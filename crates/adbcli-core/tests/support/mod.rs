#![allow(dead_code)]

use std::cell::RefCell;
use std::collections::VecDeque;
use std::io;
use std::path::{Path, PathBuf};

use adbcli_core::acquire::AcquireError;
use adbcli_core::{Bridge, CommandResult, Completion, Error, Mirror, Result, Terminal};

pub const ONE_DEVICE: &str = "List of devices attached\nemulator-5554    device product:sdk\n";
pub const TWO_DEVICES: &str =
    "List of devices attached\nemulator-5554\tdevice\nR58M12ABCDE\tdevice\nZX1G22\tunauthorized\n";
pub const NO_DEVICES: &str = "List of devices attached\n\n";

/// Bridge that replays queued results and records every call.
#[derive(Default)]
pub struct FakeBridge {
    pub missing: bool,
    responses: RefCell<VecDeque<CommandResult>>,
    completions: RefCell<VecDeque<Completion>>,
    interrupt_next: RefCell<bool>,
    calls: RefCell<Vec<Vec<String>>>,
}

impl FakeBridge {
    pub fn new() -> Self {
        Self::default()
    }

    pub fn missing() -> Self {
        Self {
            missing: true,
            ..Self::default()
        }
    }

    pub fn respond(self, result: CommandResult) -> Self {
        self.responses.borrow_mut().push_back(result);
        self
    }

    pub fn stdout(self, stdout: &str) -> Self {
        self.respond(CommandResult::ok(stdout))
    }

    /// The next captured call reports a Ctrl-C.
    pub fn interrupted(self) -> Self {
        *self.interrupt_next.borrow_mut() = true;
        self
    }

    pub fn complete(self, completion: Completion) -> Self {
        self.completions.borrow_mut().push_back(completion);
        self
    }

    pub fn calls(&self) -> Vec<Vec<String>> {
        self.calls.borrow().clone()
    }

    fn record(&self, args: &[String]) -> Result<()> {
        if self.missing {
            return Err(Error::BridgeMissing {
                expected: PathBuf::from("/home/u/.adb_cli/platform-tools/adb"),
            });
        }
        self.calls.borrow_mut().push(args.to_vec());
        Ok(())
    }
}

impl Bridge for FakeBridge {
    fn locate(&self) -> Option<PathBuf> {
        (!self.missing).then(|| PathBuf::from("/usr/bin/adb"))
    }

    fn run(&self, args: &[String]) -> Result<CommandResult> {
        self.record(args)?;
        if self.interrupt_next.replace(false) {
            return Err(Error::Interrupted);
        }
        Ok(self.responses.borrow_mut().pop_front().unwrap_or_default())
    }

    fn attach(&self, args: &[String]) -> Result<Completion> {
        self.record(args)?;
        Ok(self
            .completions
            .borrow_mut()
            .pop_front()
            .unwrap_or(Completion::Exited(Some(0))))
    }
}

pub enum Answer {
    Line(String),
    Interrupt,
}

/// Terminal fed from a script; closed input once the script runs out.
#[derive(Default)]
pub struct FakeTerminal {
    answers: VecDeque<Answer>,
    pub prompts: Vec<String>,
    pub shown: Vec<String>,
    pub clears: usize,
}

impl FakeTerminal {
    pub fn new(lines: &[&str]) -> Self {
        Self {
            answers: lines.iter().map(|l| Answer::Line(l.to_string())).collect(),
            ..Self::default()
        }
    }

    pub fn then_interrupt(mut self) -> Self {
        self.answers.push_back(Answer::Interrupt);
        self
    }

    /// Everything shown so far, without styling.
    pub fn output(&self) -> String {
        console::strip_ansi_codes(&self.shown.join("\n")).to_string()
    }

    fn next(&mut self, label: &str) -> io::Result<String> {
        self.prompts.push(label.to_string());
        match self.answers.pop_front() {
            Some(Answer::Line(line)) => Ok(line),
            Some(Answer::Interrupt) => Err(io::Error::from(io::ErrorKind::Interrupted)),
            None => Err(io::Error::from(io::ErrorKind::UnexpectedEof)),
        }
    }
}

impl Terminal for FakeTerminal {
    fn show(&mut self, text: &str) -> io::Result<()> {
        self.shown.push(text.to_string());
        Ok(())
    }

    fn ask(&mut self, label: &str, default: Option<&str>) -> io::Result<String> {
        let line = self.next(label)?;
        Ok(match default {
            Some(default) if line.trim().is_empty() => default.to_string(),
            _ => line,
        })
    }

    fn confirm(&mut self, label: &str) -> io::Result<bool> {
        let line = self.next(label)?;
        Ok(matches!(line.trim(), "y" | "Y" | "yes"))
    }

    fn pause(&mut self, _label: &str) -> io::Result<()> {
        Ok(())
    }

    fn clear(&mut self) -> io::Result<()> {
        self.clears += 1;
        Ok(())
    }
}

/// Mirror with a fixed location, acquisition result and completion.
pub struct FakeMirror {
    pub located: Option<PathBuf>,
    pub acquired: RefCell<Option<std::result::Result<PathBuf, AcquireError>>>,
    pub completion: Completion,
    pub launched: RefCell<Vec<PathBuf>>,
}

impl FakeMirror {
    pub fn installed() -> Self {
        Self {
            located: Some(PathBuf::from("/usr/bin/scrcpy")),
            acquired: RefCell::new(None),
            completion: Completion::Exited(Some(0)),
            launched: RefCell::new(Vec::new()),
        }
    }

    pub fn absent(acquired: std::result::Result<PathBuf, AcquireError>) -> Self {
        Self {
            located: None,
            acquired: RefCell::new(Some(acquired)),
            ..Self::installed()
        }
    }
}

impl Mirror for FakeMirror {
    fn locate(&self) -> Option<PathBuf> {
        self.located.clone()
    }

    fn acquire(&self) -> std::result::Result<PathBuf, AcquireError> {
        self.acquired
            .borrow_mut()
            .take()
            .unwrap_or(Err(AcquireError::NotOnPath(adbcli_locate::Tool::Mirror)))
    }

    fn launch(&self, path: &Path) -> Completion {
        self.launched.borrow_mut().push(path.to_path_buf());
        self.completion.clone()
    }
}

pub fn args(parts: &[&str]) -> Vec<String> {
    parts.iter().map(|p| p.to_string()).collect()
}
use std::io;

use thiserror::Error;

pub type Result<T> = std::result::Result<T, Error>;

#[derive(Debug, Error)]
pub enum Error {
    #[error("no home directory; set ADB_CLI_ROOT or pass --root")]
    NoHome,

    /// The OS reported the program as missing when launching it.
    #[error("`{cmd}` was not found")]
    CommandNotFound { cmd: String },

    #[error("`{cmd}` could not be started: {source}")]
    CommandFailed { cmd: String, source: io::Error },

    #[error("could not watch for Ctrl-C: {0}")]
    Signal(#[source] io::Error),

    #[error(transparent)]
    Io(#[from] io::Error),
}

▶ **Required work**
The answer should consist of the full listing, repeated exactly.

▶ **Task output**
filename crates/adbcli-core/tests/support/mod.rs
#![allow(dead_code)]

use std::cell::RefCell;
use std::collections::VecDeque;
use std::io;
use std::path::{Path, PathBuf};

use adbcli_core::acquire::AcquireError;
use adbcli_core::{Bridge, CommandResult, Completion, Error, Mirror, Result, Terminal};

pub const ONE_DEVICE: &str = "List of devices attached\nemulator-5554    device product:sdk\n";
pub const TWO_DEVICES: &str =
    "List of devices attached\nemulator-5554\tdevice\nR58M12ABCDE\tdevice\nZX1G22\tunauthorized\n";
pub const NO_DEVICES: &str = "List of devices attached\n\n";

/// Bridge that replays queued results and records every call.
#[derive(Default)]
pub struct FakeBridge {
    pub missing: bool,
    responses: RefCell<VecDeque<CommandResult>>,
    completions: RefCell<VecDeque<Completion>>,
    interrupt_next: RefCell<bool>,
    calls: RefCell<Vec<Vec<String>>>,
}

impl FakeBridge {
    pub fn new() -> Self {
        Self::default()
    }

    pub fn missing() -> Self {
        Self {
            missing: true,
            ..Self::default()
        }
    }

    pub fn respond(self, result: CommandResult) -> Self {
        self.responses.borrow_mut().push_back(result);
        self
    }

    pub fn stdout(self, stdout: &str) -> Self {
        self.respond(CommandResult::ok(stdout))
    }

    /// The next captured call reports a Ctrl-C.
    pub fn interrupted(self) -> Self {
        *self.interrupt_next.borrow_mut() = true;
        self
    }

    pub fn complete(self, completion: Completion) -> Self {
        self.completions.borrow_mut().push_back(completion);
        self
    }

    pub fn calls(&self) -> Vec<Vec<String>> {
        self.calls.borrow().clone()
    }

    fn record(&self, args: &[String]) -> Result<()> {
        if self.missing {
            return Err(Error::BridgeMissing {
                expected: PathBuf::from("/home/u/.adb_cli/platform-tools/adb"),
            });
        }
        self.calls.borrow_mut().push(args.to_vec());
        Ok(())
    }
}

impl Bridge for FakeBridge {
    fn locate(&self) -> Option<PathBuf> {
        (!self.missing).then(|| PathBuf::from("/usr/bin/adb"))
    }

    fn run(&self, args: &[String]) -> Result<CommandResult> {
        self.record(args)?;
        if self.interrupt_next.replace(false) {
            return Err(Error::Interrupted);
        }
        Ok(self.responses.borrow_mut().pop_front().unwrap_or_default())
    }

    fn attach(&self, args: &[String]) -> Result<Completion> {
        self.record(args)?;
        Ok(self
            .completions
            .borrow_mut()
            .pop_front()
            .unwrap_or(Completion::Exited(Some(0))))
    }
}

pub enum Answer {
    Line(String),
    Interrupt,
}

/// Terminal fed from a script; closed input once the script runs out.
#[derive(Default)]
pub struct FakeTerminal {
    answers: VecDeque<Answer>,
    pub prompts: Vec<String>,
    pub shown: Vec<String>,
    pub clears: usize,
}

impl FakeTerminal {
    pub fn new(lines: &[&str]) -> Self {
        Self {
            answers: lines.iter().map(|l| Answer::Line(l.to_string())).collect(),
            ..Self::default()
        }
    }

    pub fn then_interrupt(mut self) -> Self {
        self.answers.push_back(Answer::Interrupt);
        self
    }

    /// Everything shown so far, without styling.
    pub fn output(&self) -> String {
        console::strip_ansi_codes(&self.shown.join("\n")).to_string()
    }

    fn next(&mut self, label: &str) -> io::Result<String> {
        self.prompts.push(label.to_string());
        match self.answers.pop_front() {
            Some(Answer::Line(line)) => Ok(line),
            Some(Answer::Interrupt) => Err(io::Error::from(io::ErrorKind::Interrupted)),
            None => Err(io::Error::from(io::ErrorKind::UnexpectedEof)),
        }
    }
}

impl Terminal for FakeTerminal {
    fn show(&mut self, text: &str) -> io::Result<()> {
        self.shown.push(text.to_string());
        Ok(())
    }

    fn ask(&mut self, label: &str, default: Option<&str>) -> io::Result<String> {
        let line = self.next(label)?;
        Ok(match default {
            Some(default) if line.trim().is_empty() => default.to_string(),
            _ => line,
        })
    }

    fn confirm(&mut self, label: &str) -> io::Result<bool> {
        let line = self.next(label)?;
        Ok(matches!(line.trim(), "y" | "Y" | "yes"))
    }

    fn pause(&mut self, _label: &str) -> io::Result<()> {
        Ok(())
    }

    fn clear(&mut self) -> io::Result<()> {
        self.clears += 1;
        Ok(())
    }
}

/// Mirror with a fixed location, acquisition result and completion.
pub struct FakeMirror {
    pub located: Option<PathBuf>,
    pub acquired: RefCell<Option<std::result::Result<PathBuf, AcquireError>>>,
    pub completion: Completion,
    pub launched: RefCell<Vec<PathBuf>>,
}

impl FakeMirror {
    pub fn installed() -> Self {
        Self {
            located: Some(PathBuf::from("/usr/bin/scrcpy")),
            acquired: RefCell::new(None),
            completion: Completion::Exited(Some(0)),
            launched: RefCell::new(Vec::new()),
        }
    }

    pub fn absent(acquired: std::result::Result<PathBuf, AcquireError>) -> Self {
        Self {
            located: None,
            acquired: RefCell::new(Some(acquired)),
            ..Self::installed()
        }
    }
}

impl Mirror for FakeMirror {
    fn locate(&self) -> Option<PathBuf> {
        self.located.clone()
    }

    fn acquire(&self) -> std::result::Result<PathBuf, AcquireError> {
        self.acquired
            .borrow_mut()
            .take()
            .unwrap_or(Err(AcquireError::NotOnPath(adbcli_locate::Tool::Mirror)))
    }

    fn launch(&self, path: &Path) -> Completion {
        self.launched.borrow_mut().push(path.to_path_buf());
        self.completion.clone()
    }
}

pub fn args(parts: &[&str]) -> Vec<String> {
    parts.iter().map(|p| p.to_string()).collect()
}
use std::io;

use thiserror::Error;

pub type Result<T> = std::result::Result<T, Error>;

#[derive(Debug, Error)]
pub enum Error {
    #[error("no home directory; set ADB_CLI_ROOT or pass --root")]
    NoHome,

    /// The OS reported the program as missing when launching it.
    #[error("`{cmd}` was not found")]
    CommandNotFound { cmd: String },

    #[error("`{cmd}` could not be started: {source}")]
    CommandFailed { cmd: String, source: io::Error },

    #[error("could not watch for Ctrl-C: {0}")]
    Signal(#[source] io::Error),

    #[error(transparent)]
    Io(#[from] io::Error),
}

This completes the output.